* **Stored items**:
======

//! Session-Zustand einer Kartenansicht.

use super::{CommandLog, MarkerOverlayIndex, RouteSession};
use crate::core::{LatLng, MarkerStore};
use crate::services::NameRequestId;
use crate::shared::PlannerOptions;
use crate::storage::KeyValueStore;
use indexmap::IndexMap;

/// Stand der einmaligen Standortbestimmung
#[derive(Debug, Clone, PartialEq, Eq, Default)]
pub enum GeolocationState {
    /// Noch nicht angefordert
    #[default]
    Idle,
    /// Anfrage läuft
    Requested,
    /// Standort bekannt
    Resolved,
    /// Standort nicht verfügbar (mit Grund)
    Unavailable(String),
}

/// Zustand einer Kartenansicht, einmal pro Ansicht erzeugt.
///
/// Besitzt Marker-Liste, Overlay-Index, Route und Benutzerstandort. Alle
/// Handler erhalten die Session per Referenz, es gibt keine globalen Zustände.
pub struct MapSession {
    /// Persistierte Marker (einziger Schreiber des Snapshots)
    pub markers: MarkerStore,
    /// Overlays der Marker auf der Karte
    pub overlays: MarkerOverlayIndex,
    /// Aktive Route
    pub route: RouteSession,
    /// Eigener Standort, einmalig gesetzt
    pub user_location: Option<LatLng>,
    /// Stand der Standortbestimmung
    pub geolocation: GeolocationState,
    /// Bestätigte Marker, deren Name noch aufgelöst wird
    pub pending_additions: IndexMap<NameRequestId, LatLng>,
    /// Verlauf ausgeführter Commands
    pub command_log: CommandLog,
    /// Laufzeit-Optionen
    pub options: PlannerOptions,
    /// Letzter Hinweis an den Benutzer (für die Statusleiste)
    pub status_message: Option<String>,
    next_name_request: u64,
}

impl MapSession {
    /// Erstellt eine Session auf dem übergebenen Speicher-Backend.
    /// Die Marker werden erst durch `LoadMarkers` gelesen.
    pub fn new(options: PlannerOptions, backend: Box<dyn KeyValueStore>) -> Self {
        let markers = MarkerStore::new(backend, options.storage_key.clone());
        Self {
            markers,
            overlays: MarkerOverlayIndex::new(),
            route: RouteSession::new(),
            user_location: None,
            geolocation: GeolocationState::Idle,
            pending_additions: IndexMap::new(),
            command_log: CommandLog::new(),
            options,
            status_message: None,
            next_name_request: 0,
        }
    }

    /// Vergibt die nächste ID für eine Namensauflösung.
    pub fn next_name_request(&mut self) -> NameRequestId {
        self.next_name_request += 1;
        NameRequestId(self.next_name_request)
    }

    /// Gibt `true` zurück, sobald Routen angefordert werden können.
    pub fn can_route(&self) -> bool {
        self.user_location.is_some()
    }
}
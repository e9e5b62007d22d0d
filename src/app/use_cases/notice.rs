//! Hinweise an den Benutzer.

use crate::app::MapSession;
use crate::services::Services;

/// Zeigt einen Hinweis an und merkt ihn für die Statusleiste.
pub fn notify(session: &mut MapSession, services: &mut Services, message: &str) {
    log::info!("Hinweis: {}", message);
    services.prompt.notify(message);
    session.status_message = Some(message.to_string());
}
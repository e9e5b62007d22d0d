//! UI-Layer mit egui: Karten-Viewport, Marker-Liste, Routen-Fenster, Status-Bar.
//!
//! Alle Komponenten lesen die Session nur und geben Intents zurück.

pub mod map_canvas;
pub mod marker_list;
pub mod prompt;
pub mod route_panel;
pub mod status;

pub use map_canvas::MapCanvas;
pub use marker_list::render_marker_list;
pub use prompt::RfdPrompt;
pub use route_panel::render_route_panel;
pub use status::render_status_bar;
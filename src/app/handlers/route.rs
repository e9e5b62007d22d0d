//! Handler für die aktive Route.

use crate::app::use_cases;
use crate::app::MapSession;
use crate::core::{LatLng, RouteResponse};
use crate::services::{RouteTicket, Services};

/// Fordert eine neue Route an.
pub fn request(
    session: &mut MapSession,
    services: &mut Services,
    from: LatLng,
    to: LatLng,
    label: &str,
) {
    use_cases::routing::request_route(session, services, from, to, label);
}

/// Übernimmt ein Routen-Ergebnis.
pub fn apply_found(
    session: &mut MapSession,
    services: &mut Services,
    ticket: RouteTicket,
    route: &RouteResponse,
) {
    use_cases::routing::apply_route_found(session, services, ticket, route);
}

/// Übernimmt einen Routing-Fehler.
pub fn apply_failure(
    session: &mut MapSession,
    services: &mut Services,
    ticket: RouteTicket,
    reason: &str,
) {
    use_cases::routing::apply_routing_failure(session, services, ticket, reason);
}

/// Verwirft die Route.
pub fn clear(session: &mut MapSession, services: &mut Services) {
    use_cases::routing::clear_route(session, services);
}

======

* **TASK**:
Retype exactly, and only, the lines above from the one where "pub enum GeolocationState" occurs up to and including the one where "noch aufgelöst wird" occurs.

* **ANSWER BOX**:
pub enum GeolocationState {
    /// Noch nicht angefordert
    #[default]
    Idle,
    /// Anfrage läuft
    Requested,
    /// Standort bekannt
    Resolved,
    /// Standort nicht verfügbar (mit Grund)
    Unavailable(String),
}

/// Zustand einer Kartenansicht, einmal pro Ansicht erzeugt.
///
/// Besitzt Marker-Liste, Overlay-Index, Route und Benutzerstandort. Alle
/// Handler erhalten die Session per Referenz, es gibt keine globalen Zustände.
pub struct MapSession {
    /// Persistierte Marker (einziger Schreiber des Snapshots)
    pub markers: MarkerStore,
    /// Overlays der Marker auf der Karte
    pub overlays: MarkerOverlayIndex,
    /// Aktive Route
    pub route: RouteSession,
    /// Eigener Standort, einmalig gesetzt
    pub user_location: Option<LatLng>,
    /// Stand der Standortbestimmung
    pub geolocation: GeolocationState,
    /// Bestätigte Marker, deren Name noch aufgelöst wird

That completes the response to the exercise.